After looking the term up i still don't really get it. I guess a blessing is a bit like the message you write in a get well soon card? But mom is dead, she was cremated and put in a biodegradable urn. She will live on in my memories and in all of her stories and wisdom that i share with the people i know. Writing her a blessing now feels morbid and weird.
I am going to guess it's something that brings people a sense of closure, but to me it feels... dismissive. Like the email i got from my aunt R after mom passed away and it is all about spirits watching over her or whatever. Dude. Shut the fuck up about angels, my mom just died. I guess she thought it would bring me comfort - or perhaps it was bringing her comfort - but i felt it was playing down the reality.
I have been through phases in my life where i was somewhat spiritual.

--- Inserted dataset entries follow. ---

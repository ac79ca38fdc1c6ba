// Copyright (c) 2024-2025 DeepGraph Inc.
// SPDX-License-Identifier: Apache-2.0
//
//! Transaction manager implementation
//!
//! Hands out transaction contexts and finalizes their write sets on commit
//! or abort.

use std::collections::HashMap;
use std::sync::Arc;
use std::time::{SystemTime, UNIX_EPOCH};

use log::{debug, info, warn};
use parking_lot::{Mutex, RwLock};

use super::context::{DeferredAction, TransactionContext, WriteKind};
use crate::catalog::registry::CatalogRegistry;
use crate::types::Oid;
use super::error::TransactionError;
use super::state::{AccessMode, TransactionId};

/// How a transaction ended, as seen by its deferred actions
#[derive(Debug, Clone, Copy, PartialEq, Eq)]
enum Outcome {
    Committed,
    Aborted,
    /// Commit stopped part way through its write set
    Failed,
}

/// Transaction manager handles the lifecycle of all transactions
pub struct TransactionManager {
    /// Map of active transactions by ID
    active_transactions: RwLock<HashMap<TransactionId, Arc<TransactionContext>>>,
    /// Last id handed out; ids are strictly increasing
    last_id: Mutex<u64>,
}

impl Default for TransactionManager {
    fn default() -> Self {
        Self::new()
    }
}

impl TransactionManager {
    pub fn new() -> Self {
        Self {
            active_transactions: RwLock::new(HashMap::new()),
            last_id: Mutex::new(0),
        }
    }

    fn next_id(&self) -> TransactionId {
        let now = SystemTime::now()
            .duration_since(UNIX_EPOCH)
            .map(|d| d.as_nanos() as u64)
            .unwrap_or_default();
        let mut last = self.last_id.lock();
        *last = now.max(*last + 1);
        TransactionId::from_u64(*last)
    }

    /// Start a new transaction
    pub fn begin(&self, access_mode: AccessMode) -> Arc<TransactionContext> {
        let id = self.next_id();
        let txn = Arc::new(TransactionContext::new(id, access_mode));
        self.active_transactions
            .write()
            .insert(id, Arc::clone(&txn));
        debug!("BEGIN {} ({:?})", id, access_mode);
        txn
    }

    /// Make every write of `txn` permanent
    pub fn commit(&self, txn: &TransactionContext) -> Result<(), TransactionError> {
        self.ensure_active(txn)?;
        let writes = txn.take_write_set();
        let count = writes.len();

        for record in writes {
            let result = match record.kind {
                WriteKind::Insert => record.table.commit_insert(record.row_id, txn.id()),
                WriteKind::Delete => record.table.commit_delete(record.row_id, txn.id()),
            };
            if let Err(source) = result {
                warn!("COMMIT {} failed: {}", txn.id(), source);
                self.apply_deferred(txn, Outcome::Failed);
                txn.with_state(|s| s.fail(source.to_string()));
                self.active_transactions.write().remove(&txn.id());
                return Err(TransactionError::Storage {
                    id: txn.id(),
                    source,
                });
            }
        }

        self.apply_deferred(txn, Outcome::Committed);
        txn.with_state(|s| s.commit());
        self.active_transactions.write().remove(&txn.id());
        debug!("COMMIT {} ({} write(s))", txn.id(), count);
        Ok(())
    }

    /// Undo every write of `txn`, newest first
    pub fn abort(&self, txn: &TransactionContext) -> Result<(), TransactionError> {
        self.ensure_active(txn)?;
        let writes = txn.take_write_set();
        let count = writes.len();

        let mut first_error = None;
        for record in writes.into_iter().rev() {
            let result = match record.kind {
                WriteKind::Insert => record.table.abort_insert(record.row_id, txn.id()),
                WriteKind::Delete => record.table.abort_delete(record.row_id, txn.id()),
            };
            if let Err(e) = result {
                warn!("ABORT {}: failed to undo row {}: {}", txn.id(), record.row_id, e);
                first_error.get_or_insert(e);
            }
        }
        self.apply_deferred(txn, Outcome::Aborted);

        self.active_transactions.write().remove(&txn.id());
        match first_error {
            Some(source) => {
                txn.with_state(|s| s.fail(source.to_string()));
                Err(TransactionError::Storage {
                    id: txn.id(),
                    source,
                })
            }
            None => {
                txn.with_state(|s| s.abort());
                debug!("ABORT {} ({} write(s) undone)", txn.id(), count);
                Ok(())
            }
        }
    }

    pub fn active_count(&self) -> usize {
        self.active_transactions.read().len()
    }

    /// Abort whatever is still running
    pub fn shutdown(&self) {
        let pending: Vec<_> = self.active_transactions.read().values().cloned().collect();
        if !pending.is_empty() {
            info!("Aborting {} unfinished transaction(s)", pending.len());
        }
        for txn in pending {
            if let Err(e) = self.abort(&txn) {
                warn!("{}", e);
            }
        }
    }

    /// Run the catalog side effects `txn` deferred, newest first
    fn apply_deferred(&self, txn: &TransactionContext, outcome: Outcome) {
        for action in txn.take_deferred().into_iter().rev() {
            match (action, outcome) {
                (DeferredAction::TriggerCache(receiver), Outcome::Committed) => {
                    receiver.publish_triggers(txn.id())
                }
                (DeferredAction::TriggerCache(receiver), Outcome::Aborted) => {
                    receiver.discard_triggers(txn.id())
                }
                (DeferredAction::TriggerCache(receiver), Outcome::Failed) => {
                    receiver.discard_triggers(txn.id());
                    receiver.invalidate_triggers();
                }
                (DeferredAction::CreatedTable { registry, table_oid }, Outcome::Aborted)
                | (DeferredAction::DroppedTable { registry, table_oid }, Outcome::Committed) => {
                    release_table(txn, &registry, table_oid)
                }
                // storage stays put when the outcome keeps the table
                _ => {}
            }
        }
    }

    fn ensure_active(&self, txn: &TransactionContext) -> Result<(), TransactionError> {
        if txn.is_active() {
            Ok(())
        } else {
            Err(TransactionError::NotActive(txn.id()))
        }
    }
}

fn release_table(txn: &TransactionContext, registry: &CatalogRegistry, table_oid: Oid) {
    match registry.drop_table(table_oid) {
        Ok(table) => debug!("{} released storage of '{}'", txn.id(), table.name()),
        Err(e) => warn!(
            "{} could not release storage of table {}: {}",
            txn.id(),
            table_oid,
            e
        ),
    }
}

#[cfg(test)]
mod tests {
    use super::*;

    #[test]
    fn test_ids_strictly_increase() {
        let manager = TransactionManager::new();
        let a = manager.begin(AccessMode::ReadWrite);
        let b = manager.begin(AccessMode::ReadWrite);
        assert!(b.id() > a.id());
        assert_eq!(manager.active_count(), 2);
    }

    #[test]
    fn test_finished_transaction_cannot_commit_again() {
        let manager = TransactionManager::new();
        let txn = manager.begin(AccessMode::ReadWrite);
        manager.commit(&txn).unwrap();
        assert!(!txn.is_active());
        assert!(matches!(
            manager.commit(&txn),
            Err(TransactionError::NotActive(_))
        ));
        assert!(matches!(
            manager.abort(&txn),
            Err(TransactionError::NotActive(_))
        ));
        assert_eq!(manager.active_count(), 0);
    }

    #[test]
    fn test_shutdown_aborts_pending() {
        let manager = TransactionManager::new();
        let txn = manager.begin(AccessMode::ReadWrite);
        manager.shutdown();
        assert!(!txn.is_active());
        assert_eq!(manager.active_count(), 0);
    }
}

I mean, i wanted to believe. But i was always more or less agnostic. Like "hey, wouldn't it be nice if..." Somehow in the past few years, though, i think i have turned solidly atheist. Maybe living in mainland China has brainwashed me. I just find superstition and faith tiresome. Life is complex enough without adding more rules on top of it.
Anyway, i did not send a blessing, but of course i have been thinking about mom all day. They are burying her urn in Belair National Park, which is a place i have never been and will probably never go, but there are koalas and kangaroos and stuff. Mom loved hiking and she loved the Australian outback, so i think it's a fitting spot.